Kini Filipina berupaya keras menghentikan langkah China tersebut melalui peradilan internasional.
Namun menurut Yan Yan, wakil direktur National Institute for the
South China Sea, mengatakan China tidak akan terikat oleh keputusan dari
peradilan seperti itu.
“Posisi China sangat konsisten dan tegas dan mereka tidak akan
menerima atau berpartisipasi dalam kasus yang disidangkan,” katanya.
Seorang nelayan bernama Huang Xin Biao yang sering beroperasi di Laut China Selatan menyatakan China tidak akan mengalah.
“Filipina menganggap itu wilayahnya dan mereka biasa memukuli kami.
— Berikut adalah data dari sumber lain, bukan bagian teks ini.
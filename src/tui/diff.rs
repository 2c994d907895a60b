//! Diff view pane.
//!
//! Shows the working-copy diff of the selected workspace. Loads are
//! last-write-wins: a result is applied only if it is for the workspace
//! the pane is currently showing, so a stale response from a previous
//! selection can never overwrite a newer one.

use super::colors;
use super::msg::{Action, Msg};
use super::pane::Pane;
use crossterm::event::{KeyCode, KeyEvent};
use ratatui::Frame;
use ratatui::layout::Rect;
use ratatui::style::{Style, Stylize};
use ratatui::text::{Line, Span};
use ratatui::widgets::{Block, Borders, Paragraph};

#[derive(Debug, Default)]
pub struct DiffPane {
    content: String,
    error: Option<String>,
    loading: bool,
    for_workspace: Option<String>,
    scroll: u16,
}

impl DiffPane {
    pub fn new() -> Self {
        Self::default()
    }

    /// Workspace whose diff the pane is showing or loading.
    pub fn for_workspace(&self) -> Option<&str> {
        self.for_workspace.as_deref()
    }

    pub fn is_loading(&self) -> bool {
        self.loading
    }

    /// Mark the pane as loading `workspace`. Results for any other
    /// workspace are discarded from here on.
    pub fn begin_load(&mut self, workspace: &str) {
        if self.for_workspace.as_deref() != Some(workspace) {
            self.scroll = 0;
        }
        self.for_workspace = Some(workspace.to_string());
        self.loading = true;
    }

    pub fn handle_key(&mut self, key: KeyEvent) -> Vec<Action> {
        match key.code {
            KeyCode::Char('j') | KeyCode::Down => {
                self.scroll = self.scroll.saturating_add(1);
            }
            KeyCode::Char('k') | KeyCode::Up => {
                self.scroll = self.scroll.saturating_sub(1);
            }
            KeyCode::PageDown => {
                self.scroll = self.scroll.saturating_add(20);
            }
            KeyCode::PageUp => {
                self.scroll = self.scroll.saturating_sub(20);
            }
            KeyCode::Char('g') | KeyCode::Home => {
                self.scroll = 0;
            }
            _ => {}
        }
        Vec::new()
    }

    fn styled_line(raw: &str) -> Line<'static> {
        let style = if raw.starts_with('+') && !raw.starts_with("+++") {
            Style::default().fg(colors::ADDED)
        } else if raw.starts_with('-') && !raw.starts_with("---") {
            Style::default().fg(colors::REMOVED)
        } else if raw.starts_with("diff ") || raw.starts_with("@@") {
            Style::default().fg(colors::HEADER).bold()
        } else {
            Style::default()
        };
        Line::from(Span::styled(raw.to_string(), style))
    }
}

impl Pane for DiffPane {
    fn update(&mut self, msg: &Msg) -> Vec<Action> {
        if let Msg::DiffLoaded { workspace, result } = msg {
            if self.for_workspace.as_deref() != Some(workspace.as_str()) {
                return Vec::new();
            }
            self.loading = false;
            match result {
                Ok(diff) => {
                    self.content = diff.clone();
                    self.error = None;
                }
                Err(err) => {
                    self.error = Some(err.to_string());
                }
            }
        }
        Vec::new()
    }

    fn render(&self, frame: &mut Frame, area: Rect, focused: bool) {
        let border_style = if focused {
            Style::default().fg(colors::HEADER)
        } else {
            Style::default().fg(colors::DIM)
        };
        let title = match &self.for_workspace {
            Some(name) => format!(" Diff: {name} "),
            None => " Diff ".to_string(),
        };
        let block = Block::default()
            .borders(Borders::ALL)
            .border_style(border_style)
            .title(title);
        let inner = block.inner(area);
        frame.render_widget(block, area);

        if let Some(error) = &self.error {
            let para = Paragraph::new(Line::from(Span::styled(
                error.clone(),
                Style::default().fg(colors::ERROR),
            )));
            frame.render_widget(para, inner);
            return;
        }
        if self.loading && self.content.is_empty() {
            let para = Paragraph::new(Line::from(Span::styled(
                "Loading diff...",
                Style::default().fg(colors::DIM),
            )));
            frame.render_widget(para, inner);
            return;
        }
        if self.content.trim().is_empty() {
            let para = Paragraph::new(Line::from(Span::styled(
                "No changes in this workspace",
                Style::default().fg(colors::DIM).italic(),
            )));
            frame.render_widget(para, inner);
            return;
        }

        let lines: Vec<Line> = self.content.lines().map(Self::styled_line).collect();
        let max_scroll = (lines.len() as u16).saturating_sub(inner.height);
        let scroll = self.scroll.min(max_scroll);
        let para = Paragraph::new(lines).scroll((scroll, 0));
        frame.render_widget(para, inner);
    }
}

#[cfg(test)]
mod tests {
    use super::*;
    use crossterm::event::KeyModifiers;

    fn loaded(workspace: &str, diff: &str) -> Msg {
        Msg::DiffLoaded {
            workspace: workspace.to_string(),
            result: Ok(diff.to_string()),
        }
    }

    #[test]
    fn test_result_for_current_workspace_is_applied() {
        let mut pane = DiffPane::new();
        pane.begin_load("agent-1");
        assert!(pane.is_loading());

        pane.update(&loaded("agent-1", "+added line"));
        assert!(!pane.is_loading());
        assert_eq!(pane.content, "+added line");
    }

    #[test]
    fn test_stale_result_is_discarded() {
        let mut pane = DiffPane::new();
        pane.begin_load("agent-1");
        pane.begin_load("agent-2");

        // Late arrival for the previous selection must not win.
        pane.update(&loaded("agent-1", "old diff"));
        assert!(pane.is_loading());
        assert_eq!(pane.content, "");

        pane.update(&loaded("agent-2", "new diff"));
        assert!(!pane.is_loading());
        assert_eq!(pane.content, "new diff");
    }

    #[test]
    fn test_error_is_shown_then_cleared_by_success() {
        let mut pane = DiffPane::new();
        pane.begin_load("agent-1");
        pane.update(&Msg::DiffLoaded {
            workspace: "agent-1".to_string(),
            result: Err(std::io::Error::other("jj exploded").into()),
        });
        assert!(pane.error.as_ref().unwrap().contains("jj exploded"));

        pane.begin_load("agent-1");
        pane.update(&loaded("agent-1", "+fixed"));
        assert!(pane.error.is_none());
    }

    #[test]
    fn test_scroll_resets_on_workspace_change_only() {
        let mut pane = DiffPane::new();
        pane.begin_load("agent-1");
        pane.update(&loaded("agent-1", "line\nline\nline"));
        pane.handle_key(KeyEvent::new(KeyCode::Char('j'), KeyModifiers::NONE));
        pane.handle_key(KeyEvent::new(KeyCode::Char('j'), KeyModifiers::NONE));
        assert_eq!(pane.scroll, 2);

        // Reload of the same workspace keeps the position.
        pane.begin_load("agent-1");
        assert_eq!(pane.scroll, 2);

        pane.begin_load("agent-2");
        assert_eq!(pane.scroll, 0);
    }

    #[test]
    fn test_scroll_does_not_underflow() {
        let mut pane = DiffPane::new();
        pane.handle_key(KeyEvent::new(KeyCode::Char('k'), KeyModifiers::NONE));
        assert_eq!(pane.scroll, 0);
    }
}
//! Workspace list pane.
//!
//! Owns the cursor, the name-entry mode for creating workspaces, and the
//! optimistic "pending create" row that is shown until the async create
//! result arrives.

use super::input::TextInput;
use super::msg::{Action, Msg};
use super::pane::Pane;
use super::colors;
use crate::workspace::{AgentState, DEFAULT_WORKSPACE, WorkspaceItem};
use crossterm::event::{KeyCode, KeyEvent, KeyModifiers};
use log::warn;
use ratatui::Frame;
use ratatui::layout::Rect;
use ratatui::style::{Style, Stylize};
use ratatui::text::{Line, Span};
use ratatui::widgets::{Block, Borders, Paragraph};

/// Prefix used for generated workspace names.
const NAME_PREFIX: &str = "agent";

/// True for characters allowed in workspace names; everything else is
/// dropped during name entry.
fn is_valid_name_char(c: char) -> bool {
    c.is_ascii_alphanumeric() || c == '-' || c == '_'
}

/// The workspace list model.
#[derive(Debug, Default)]
pub struct WorkspaceListPane {
    items: Vec<WorkspaceItem>,
    cursor: usize,
    input: Option<TextInput>,
    pending_create: Option<String>,
    notice: Option<String>,
    loaded: bool,
}

impl WorkspaceListPane {
    pub fn new() -> Self {
        Self::default()
    }

    /// Name under the cursor, if any.
    pub fn selected_name(&self) -> Option<&str> {
        self.items.get(self.cursor).map(|item| item.workspace.name.as_str())
    }

    /// Whether the pane is in name-entry mode.
    pub fn in_name_entry(&self) -> bool {
        self.input.is_some()
    }

    /// The optimistic create that has not been confirmed yet.
    pub fn pending_create(&self) -> Option<&str> {
        self.pending_create.as_deref()
    }

    /// Items currently shown (confirmed only).
    pub fn items(&self) -> &[WorkspaceItem] {
        &self.items
    }

    /// Minimum useful width: longest name plus indicator and padding.
    pub fn min_width(&self) -> u16 {
        let longest = self
            .items
            .iter()
            .map(|item| item.workspace.name.len())
            .chain(self.pending_create.iter().map(|name| name.len() + 11))
            .max()
            .unwrap_or(0);
        longest as u16 + 4
    }

    /// Lowest unused `agent-N` over the current list and pending create.
    fn generate_name(&self) -> String {
        let taken = |name: &str| {
            self.items.iter().any(|item| item.workspace.name == name)
                || self.pending_create.as_deref() == Some(name)
        };
        let mut n = 1;
        loop {
            let candidate = format!("{NAME_PREFIX}-{n}");
            if !taken(&candidate) {
                return candidate;
            }
            n += 1;
        }
    }

    /// Handle a key event in either normal or name-entry mode.
    pub fn handle_key(&mut self, key: KeyEvent) -> Vec<Action> {
        if self.input.is_some() {
            return self.handle_name_entry(key);
        }

        match key.code {
            KeyCode::Char('j') | KeyCode::Down => {
                if self.cursor + 1 < self.items.len() {
                    self.cursor += 1;
                }
            }
            KeyCode::Char('k') | KeyCode::Up => {
                self.cursor = self.cursor.saturating_sub(1);
            }
            KeyCode::Enter => {
                if let Some(name) = self.selected_name() {
                    return vec![Action::LoadDiff { workspace: name.to_string() }];
                }
            }
            KeyCode::Char('a') => {
                self.input = Some(TextInput::with_content(&self.generate_name()));
            }
            KeyCode::Char('d') => {
                if let Some(name) = self.selected_name()
                    && name != DEFAULT_WORKSPACE
                {
                    return vec![Action::ConfirmDelete { name: name.to_string() }];
                }
            }
            _ => {}
        }
        Vec::new()
    }

    /// Key handling for name-entry mode.
    ///
    /// Submitting an empty or duplicate name is a no-op that stays in
    /// entry mode; a valid unique name dispatches an async create and
    /// returns to normal mode immediately.
    fn handle_name_entry(&mut self, key: KeyEvent) -> Vec<Action> {
        let Some(input) = self.input.as_mut() else {
            return Vec::new();
        };

        if key.modifiers.contains(KeyModifiers::CONTROL) {
            match key.code {
                KeyCode::Char('u') => input.clear(),
                KeyCode::Char('a') => input.move_home(),
                KeyCode::Char('e') => input.move_end(),
                KeyCode::Char('c') => {
                    self.input = None;
                }
                _ => {}
            }
            return Vec::new();
        }

        match key.code {
            KeyCode::Esc => {
                self.input = None;
            }
            KeyCode::Enter => {
                let name = input.content().trim().to_string();
                if name.is_empty() {
                    return Vec::new();
                }
                if self.items.iter().any(|item| item.workspace.name == name) {
                    return Vec::new();
                }
                self.input = None;
                self.pending_create = Some(name.clone());
                self.notice = None;
                return vec![Action::CreateWorkspace { name }];
            }
            KeyCode::Backspace => input.backspace(),
            KeyCode::Left => input.move_left(),
            KeyCode::Right => input.move_right(),
            KeyCode::Home => input.move_home(),
            KeyCode::End => input.move_end(),
            KeyCode::Char(c) if is_valid_name_char(c) => input.insert(c),
            _ => {}
        }
        Vec::new()
    }

    fn indicator(item: &WorkspaceItem) -> Span<'static> {
        if item.workspace.name == DEFAULT_WORKSPACE {
            return Span::styled("◆", Style::default().fg(colors::DEFAULT_WS));
        }
        match item.state {
            AgentState::Running => Span::styled("●", Style::default().fg(colors::RUNNING)),
            _ => Span::styled("○", Style::default().fg(colors::IDLE)),
        }
    }
}

impl Pane for WorkspaceListPane {
    fn init(&mut self) -> Vec<Action> {
        vec![Action::LoadWorkspaces]
    }

    fn update(&mut self, msg: &Msg) -> Vec<Action> {
        match msg {
            Msg::WorkspacesLoaded(Ok(items)) => {
                self.items = items.clone();
                self.loaded = true;
                if self.cursor >= self.items.len() {
                    self.cursor = self.items.len().saturating_sub(1);
                }
            }
            Msg::WorkspacesLoaded(Err(err)) => {
                // Keep the previous snapshot visible rather than blanking
                // the list.
                warn!("workspace list load failed: {err}");
            }
            Msg::WorkspaceAdded { name, result } => {
                self.pending_create = None;
                match result {
                    Ok(()) => return vec![Action::LoadWorkspaces],
                    Err(err) => {
                        self.notice = Some(format!("create '{name}' failed: {err}"));
                    }
                }
            }
            Msg::WorkspaceDeleted { name, result } => {
                if let Err(err) = result {
                    self.notice = Some(format!("delete '{name}' failed: {err}"));
                }
                // Reload either way: a partial deletion may have occurred.
                return vec![Action::LoadWorkspaces];
            }
            Msg::DiffLoaded { .. } => {}
        }
        Vec::new()
    }

    fn render(&self, frame: &mut Frame, area: Rect, focused: bool) {
        let border_style = if focused {
            Style::default().fg(colors::HEADER)
        } else {
            Style::default().fg(colors::DIM)
        };
        let block = Block::default()
            .borders(Borders::ALL)
            .border_style(border_style)
            .title(" Workspaces ");
        let inner = block.inner(area);
        frame.render_widget(block, area);

        let mut lines: Vec<Line> = Vec::new();
        if !self.loaded {
            lines.push(Line::from(Span::styled(
                "Loading workspaces...",
                Style::default().fg(colors::DIM),
            )));
        }
        for (i, item) in self.items.iter().enumerate() {
            let mut spans = vec![Self::indicator(item), Span::raw(" ")];
            spans.push(Span::raw(item.workspace.name.clone()));
            let mut line = Line::from(spans);
            if i == self.cursor && !self.in_name_entry() {
                line = line.style(Style::default().bg(colors::SELECTION).bold());
            }
            lines.push(line);
        }
        if let Some(pending) = &self.pending_create {
            lines.push(Line::from(Span::styled(
                format!("+ {pending} (creating...)"),
                Style::default().fg(colors::DIM).italic(),
            )));
        }
        if let Some(input) = &self.input {
            lines.push(Line::from(Span::styled(
                "─".repeat(inner.width as usize),
                Style::default().fg(colors::DIM),
            )));
            let before = &input.content()[..input.cursor()];
            let after = &input.content()[input.cursor()..];
            lines.push(Line::from(vec![
                Span::styled("+ ", Style::default().fg(colors::RUNNING)),
                Span::raw(before.to_string()),
                Span::styled("▌", Style::default().fg(colors::HEADER)),
                Span::raw(after.to_string()),
            ]));
            lines.push(Line::from(Span::styled(
                "Enter: create  Esc: cancel",
                Style::default().fg(colors::DIM),
            )));
        }
        if let Some(notice) = &self.notice {
            lines.push(Line::from(Span::styled(
                notice.clone(),
                Style::default().fg(colors::ERROR),
            )));
        }

        frame.render_widget(Paragraph::new(lines), inner);
    }
}
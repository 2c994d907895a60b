//! CLI module for dojo - command-line interface and subcommands.
//!
//! Provides the main entry point: run an agent in a fresh workspace,
//! list workspaces, or launch the TUI.

pub mod commands;

pub use commands::{Cli, Commands};
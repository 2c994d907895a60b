//! Dojo - isolated jj workspaces for coding agents
//!
//! Dojo drives the `jj` command-line tool to create throwaway workspaces
//! under `.jj/agents/`, launches an agent process inside them with git
//! disabled, and provides an interactive TUI for browsing workspaces and
//! their diffs.

pub mod agent;
pub mod cli;
pub mod config;
pub mod error;
pub mod jj;
pub mod tui;
pub mod workspace;

pub use error::{DojoError, Result};
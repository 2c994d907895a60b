//! Text input buffer for name entry.

/// A small edit buffer with a cursor, used by the workspace list's
/// name-entry mode. Workspace names are ASCII-only, so cursor positions
/// are byte offsets.
#[derive(Debug, Clone, Default)]
pub struct TextInput {
    content: String,
    cursor: usize,
}

impl TextInput {
    /// Create an empty text input.
    pub fn new() -> Self {
        Self::default()
    }

    /// Create with initial content, cursor at the end.
    pub fn with_content(content: &str) -> Self {
        Self {
            content: content.to_string(),
            cursor: content.len(),
        }
    }

    /// Get the content.
    pub fn content(&self) -> &str {
        &self.content
    }

    /// Get the cursor position.
    pub fn cursor(&self) -> usize {
        self.cursor
    }

    /// Insert a character at the cursor.
    pub fn insert(&mut self, c: char) {
        self.content.insert(self.cursor, c);
        self.cursor += c.len_utf8();
    }

    /// Delete the character before the cursor.
    pub fn backspace(&mut self) {
        if self.cursor > 0 {
            self.cursor -= 1;
            self.content.remove(self.cursor);
        }
    }

    /// Move cursor left.
    pub fn move_left(&mut self) {
        self.cursor = self.cursor.saturating_sub(1);
    }

    /// Move cursor right.
    pub fn move_right(&mut self) {
        if self.cursor < self.content.len() {
            self.cursor += 1;
        }
    }

    /// Move cursor to start.
    pub fn move_home(&mut self) {
        self.cursor = 0;
    }

    /// Move cursor to end.
    pub fn move_end(&mut self) {
        self.cursor = self.content.len();
    }

    /// Clear the content.
    pub fn clear(&mut self) {
        self.content.clear();
        self.cursor = 0;
    }
}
Padahal ini adalah wilayah kami, nenek moyang kami mencari ikan di sini
sejak dahulu. Ayah saya meninggal di laut. Kami telah banyak
berkorban,” ujarnya kepada ABC.
Kaum nelayan China berkontribusi besar dalam berdirinya Republik
Rakyat China. Dalam kunjungannya belum lama ini, Presiden Xi Jinping
memerintahkan kaum nelayan untuk melanjutkan perjuangan mereka
menjadikan China sebagai kekuatan maritim besar.